◆ What the task asks: Wherever the string "SiteSettingPayload" appears in a line of the listing below, report that line.

§

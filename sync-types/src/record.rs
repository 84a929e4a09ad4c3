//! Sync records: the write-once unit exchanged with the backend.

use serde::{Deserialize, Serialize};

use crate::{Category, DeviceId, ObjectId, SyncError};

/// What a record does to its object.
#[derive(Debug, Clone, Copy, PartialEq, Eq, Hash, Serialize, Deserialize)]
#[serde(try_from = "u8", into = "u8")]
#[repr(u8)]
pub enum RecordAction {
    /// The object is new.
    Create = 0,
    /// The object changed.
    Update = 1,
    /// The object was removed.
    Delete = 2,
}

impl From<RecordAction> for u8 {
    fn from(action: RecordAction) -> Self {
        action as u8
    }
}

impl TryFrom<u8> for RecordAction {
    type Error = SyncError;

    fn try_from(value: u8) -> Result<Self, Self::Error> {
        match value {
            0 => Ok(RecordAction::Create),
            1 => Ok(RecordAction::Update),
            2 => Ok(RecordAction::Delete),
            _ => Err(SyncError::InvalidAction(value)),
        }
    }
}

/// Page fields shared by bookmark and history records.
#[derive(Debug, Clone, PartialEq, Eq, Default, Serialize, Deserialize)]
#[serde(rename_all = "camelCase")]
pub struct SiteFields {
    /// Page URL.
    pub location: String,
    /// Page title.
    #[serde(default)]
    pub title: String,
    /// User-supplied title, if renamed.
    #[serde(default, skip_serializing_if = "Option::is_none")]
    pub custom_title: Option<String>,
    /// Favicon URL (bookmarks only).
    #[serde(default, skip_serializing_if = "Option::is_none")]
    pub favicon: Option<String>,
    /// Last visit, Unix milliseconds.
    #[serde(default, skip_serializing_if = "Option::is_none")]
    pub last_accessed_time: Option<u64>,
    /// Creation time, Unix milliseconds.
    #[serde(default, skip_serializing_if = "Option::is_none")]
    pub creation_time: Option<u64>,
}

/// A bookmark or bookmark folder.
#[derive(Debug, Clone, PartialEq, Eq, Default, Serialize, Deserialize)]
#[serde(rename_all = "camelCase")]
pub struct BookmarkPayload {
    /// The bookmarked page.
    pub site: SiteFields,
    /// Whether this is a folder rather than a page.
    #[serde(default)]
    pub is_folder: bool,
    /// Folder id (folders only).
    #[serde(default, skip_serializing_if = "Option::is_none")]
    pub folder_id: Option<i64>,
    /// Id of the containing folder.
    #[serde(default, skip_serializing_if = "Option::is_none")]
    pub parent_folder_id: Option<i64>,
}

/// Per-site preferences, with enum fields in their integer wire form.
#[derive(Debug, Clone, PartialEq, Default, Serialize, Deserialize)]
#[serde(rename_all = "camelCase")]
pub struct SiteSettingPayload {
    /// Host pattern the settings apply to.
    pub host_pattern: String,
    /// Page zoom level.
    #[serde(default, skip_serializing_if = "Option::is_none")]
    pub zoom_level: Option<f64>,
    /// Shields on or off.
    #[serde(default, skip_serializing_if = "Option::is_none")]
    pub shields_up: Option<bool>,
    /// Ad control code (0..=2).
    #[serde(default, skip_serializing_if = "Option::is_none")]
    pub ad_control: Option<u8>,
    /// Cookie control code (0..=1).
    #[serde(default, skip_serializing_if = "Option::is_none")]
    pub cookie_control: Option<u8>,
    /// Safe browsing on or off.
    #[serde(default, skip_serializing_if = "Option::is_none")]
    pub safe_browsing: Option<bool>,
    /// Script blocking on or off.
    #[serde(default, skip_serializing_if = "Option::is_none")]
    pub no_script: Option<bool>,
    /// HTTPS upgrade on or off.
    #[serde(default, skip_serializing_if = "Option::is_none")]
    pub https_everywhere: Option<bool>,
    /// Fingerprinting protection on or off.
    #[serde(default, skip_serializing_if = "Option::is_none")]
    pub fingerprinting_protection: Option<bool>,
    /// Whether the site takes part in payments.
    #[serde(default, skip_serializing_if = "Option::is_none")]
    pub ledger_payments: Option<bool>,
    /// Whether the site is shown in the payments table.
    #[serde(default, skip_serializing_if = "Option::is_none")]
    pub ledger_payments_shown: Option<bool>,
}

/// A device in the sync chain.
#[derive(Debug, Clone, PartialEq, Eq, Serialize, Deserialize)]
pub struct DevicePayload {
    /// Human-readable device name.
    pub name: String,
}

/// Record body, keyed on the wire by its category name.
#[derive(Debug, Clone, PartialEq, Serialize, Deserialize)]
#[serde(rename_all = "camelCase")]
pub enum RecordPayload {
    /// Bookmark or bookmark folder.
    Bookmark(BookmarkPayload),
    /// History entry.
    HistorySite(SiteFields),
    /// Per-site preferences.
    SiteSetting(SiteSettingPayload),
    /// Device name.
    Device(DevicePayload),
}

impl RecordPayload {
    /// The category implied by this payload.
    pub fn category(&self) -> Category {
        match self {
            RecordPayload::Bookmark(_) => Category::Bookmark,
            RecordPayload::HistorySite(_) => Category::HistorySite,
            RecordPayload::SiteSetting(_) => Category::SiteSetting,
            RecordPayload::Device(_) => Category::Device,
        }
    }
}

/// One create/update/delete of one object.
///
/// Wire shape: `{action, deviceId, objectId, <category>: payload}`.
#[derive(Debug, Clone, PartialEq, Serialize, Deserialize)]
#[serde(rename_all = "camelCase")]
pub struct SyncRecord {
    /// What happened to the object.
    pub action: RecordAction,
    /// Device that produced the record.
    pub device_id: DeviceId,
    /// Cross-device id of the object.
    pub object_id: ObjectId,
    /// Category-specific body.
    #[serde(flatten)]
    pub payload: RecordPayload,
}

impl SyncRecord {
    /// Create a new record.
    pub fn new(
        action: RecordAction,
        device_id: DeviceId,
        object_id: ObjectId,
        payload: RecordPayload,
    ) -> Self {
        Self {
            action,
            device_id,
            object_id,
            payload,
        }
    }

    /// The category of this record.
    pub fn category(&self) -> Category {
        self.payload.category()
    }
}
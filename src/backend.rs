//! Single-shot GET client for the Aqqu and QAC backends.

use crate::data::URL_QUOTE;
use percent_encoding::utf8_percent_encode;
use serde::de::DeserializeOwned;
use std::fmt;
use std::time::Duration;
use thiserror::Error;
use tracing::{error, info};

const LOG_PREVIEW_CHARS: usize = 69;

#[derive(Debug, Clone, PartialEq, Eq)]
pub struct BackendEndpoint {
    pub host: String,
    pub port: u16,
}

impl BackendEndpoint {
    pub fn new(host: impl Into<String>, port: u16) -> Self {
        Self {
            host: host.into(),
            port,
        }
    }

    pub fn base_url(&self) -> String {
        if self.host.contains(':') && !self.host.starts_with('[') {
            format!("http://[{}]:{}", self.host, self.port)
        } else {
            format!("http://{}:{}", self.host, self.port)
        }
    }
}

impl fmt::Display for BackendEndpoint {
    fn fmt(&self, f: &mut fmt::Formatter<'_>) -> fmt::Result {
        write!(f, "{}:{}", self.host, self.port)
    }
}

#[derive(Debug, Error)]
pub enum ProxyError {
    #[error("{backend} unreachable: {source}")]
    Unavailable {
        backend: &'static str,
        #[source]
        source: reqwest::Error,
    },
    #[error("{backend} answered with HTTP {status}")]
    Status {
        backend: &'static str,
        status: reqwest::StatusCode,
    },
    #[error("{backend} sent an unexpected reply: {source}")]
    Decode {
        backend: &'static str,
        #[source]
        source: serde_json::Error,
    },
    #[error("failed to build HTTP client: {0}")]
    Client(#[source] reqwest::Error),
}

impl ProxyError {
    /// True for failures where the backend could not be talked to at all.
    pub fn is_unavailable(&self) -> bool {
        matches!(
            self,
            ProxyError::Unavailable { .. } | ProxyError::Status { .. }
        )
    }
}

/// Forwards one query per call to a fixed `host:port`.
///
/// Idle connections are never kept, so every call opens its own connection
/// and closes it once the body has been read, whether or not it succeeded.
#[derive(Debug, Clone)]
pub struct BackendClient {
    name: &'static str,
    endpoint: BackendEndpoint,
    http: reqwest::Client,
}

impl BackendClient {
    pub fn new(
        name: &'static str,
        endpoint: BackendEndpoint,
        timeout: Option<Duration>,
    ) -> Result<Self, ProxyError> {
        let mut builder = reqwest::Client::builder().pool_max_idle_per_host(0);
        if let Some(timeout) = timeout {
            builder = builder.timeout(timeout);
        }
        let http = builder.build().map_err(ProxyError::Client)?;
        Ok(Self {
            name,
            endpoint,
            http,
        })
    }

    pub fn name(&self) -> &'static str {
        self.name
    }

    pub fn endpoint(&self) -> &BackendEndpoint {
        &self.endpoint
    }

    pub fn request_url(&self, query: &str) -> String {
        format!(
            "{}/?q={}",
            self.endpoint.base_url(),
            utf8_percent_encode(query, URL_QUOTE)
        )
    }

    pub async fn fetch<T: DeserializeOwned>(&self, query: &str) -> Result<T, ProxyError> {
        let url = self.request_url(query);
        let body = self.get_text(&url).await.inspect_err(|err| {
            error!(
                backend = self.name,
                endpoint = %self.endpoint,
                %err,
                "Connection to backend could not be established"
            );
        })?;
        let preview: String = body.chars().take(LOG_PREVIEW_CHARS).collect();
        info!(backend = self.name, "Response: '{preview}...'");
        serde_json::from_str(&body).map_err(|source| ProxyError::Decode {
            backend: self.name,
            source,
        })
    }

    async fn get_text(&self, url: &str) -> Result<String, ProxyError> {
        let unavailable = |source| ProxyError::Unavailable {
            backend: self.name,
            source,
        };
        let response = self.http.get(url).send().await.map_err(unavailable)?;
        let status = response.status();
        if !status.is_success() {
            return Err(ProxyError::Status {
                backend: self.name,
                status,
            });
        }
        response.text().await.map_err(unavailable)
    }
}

§

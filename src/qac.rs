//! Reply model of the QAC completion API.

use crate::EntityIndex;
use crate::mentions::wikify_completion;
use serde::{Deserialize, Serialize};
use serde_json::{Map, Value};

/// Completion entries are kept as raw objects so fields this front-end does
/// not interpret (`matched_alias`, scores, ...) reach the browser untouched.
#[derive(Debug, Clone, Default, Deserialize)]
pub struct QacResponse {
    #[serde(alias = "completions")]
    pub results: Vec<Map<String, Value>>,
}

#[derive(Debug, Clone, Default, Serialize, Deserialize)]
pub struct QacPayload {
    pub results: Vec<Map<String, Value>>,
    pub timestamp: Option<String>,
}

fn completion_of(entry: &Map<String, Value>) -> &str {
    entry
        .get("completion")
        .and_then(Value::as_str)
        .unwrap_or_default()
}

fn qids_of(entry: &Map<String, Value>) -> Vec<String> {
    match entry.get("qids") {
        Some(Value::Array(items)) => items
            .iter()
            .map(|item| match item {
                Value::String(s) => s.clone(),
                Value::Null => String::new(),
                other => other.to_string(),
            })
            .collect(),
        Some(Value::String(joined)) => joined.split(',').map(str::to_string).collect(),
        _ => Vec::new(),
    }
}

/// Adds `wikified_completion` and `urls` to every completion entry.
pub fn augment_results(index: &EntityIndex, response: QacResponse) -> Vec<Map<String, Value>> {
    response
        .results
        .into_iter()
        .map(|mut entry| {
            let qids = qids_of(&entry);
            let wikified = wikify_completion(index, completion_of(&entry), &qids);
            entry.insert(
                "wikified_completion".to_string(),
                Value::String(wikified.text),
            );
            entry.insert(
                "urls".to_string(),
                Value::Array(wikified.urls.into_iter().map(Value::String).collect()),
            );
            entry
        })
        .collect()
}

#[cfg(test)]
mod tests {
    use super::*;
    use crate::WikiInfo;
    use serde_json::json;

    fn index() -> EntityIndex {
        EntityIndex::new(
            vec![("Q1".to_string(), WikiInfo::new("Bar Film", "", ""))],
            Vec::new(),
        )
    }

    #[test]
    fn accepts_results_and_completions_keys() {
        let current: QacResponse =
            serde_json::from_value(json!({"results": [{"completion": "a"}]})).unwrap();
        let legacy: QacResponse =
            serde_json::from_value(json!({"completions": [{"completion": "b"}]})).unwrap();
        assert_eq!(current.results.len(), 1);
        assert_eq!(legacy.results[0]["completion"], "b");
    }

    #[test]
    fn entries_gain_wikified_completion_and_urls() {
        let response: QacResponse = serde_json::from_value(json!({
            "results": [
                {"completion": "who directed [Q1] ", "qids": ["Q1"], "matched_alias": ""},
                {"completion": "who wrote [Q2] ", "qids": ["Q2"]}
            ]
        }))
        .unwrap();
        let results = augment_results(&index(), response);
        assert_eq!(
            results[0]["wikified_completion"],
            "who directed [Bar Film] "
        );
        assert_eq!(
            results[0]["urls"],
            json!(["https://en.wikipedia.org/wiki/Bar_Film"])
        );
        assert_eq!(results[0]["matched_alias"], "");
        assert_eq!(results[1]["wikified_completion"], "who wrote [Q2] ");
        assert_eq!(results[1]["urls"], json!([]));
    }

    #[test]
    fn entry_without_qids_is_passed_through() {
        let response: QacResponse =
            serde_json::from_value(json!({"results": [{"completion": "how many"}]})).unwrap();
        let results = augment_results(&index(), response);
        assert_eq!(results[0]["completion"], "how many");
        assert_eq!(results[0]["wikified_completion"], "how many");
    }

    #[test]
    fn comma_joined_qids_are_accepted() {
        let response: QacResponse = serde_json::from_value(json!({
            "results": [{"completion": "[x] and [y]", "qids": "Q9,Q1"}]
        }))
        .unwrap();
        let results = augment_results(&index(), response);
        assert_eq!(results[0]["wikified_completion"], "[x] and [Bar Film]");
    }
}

§

◆ Task solution:
pub struct SiteSettingPayload {
    SiteSetting(SiteSettingPayload),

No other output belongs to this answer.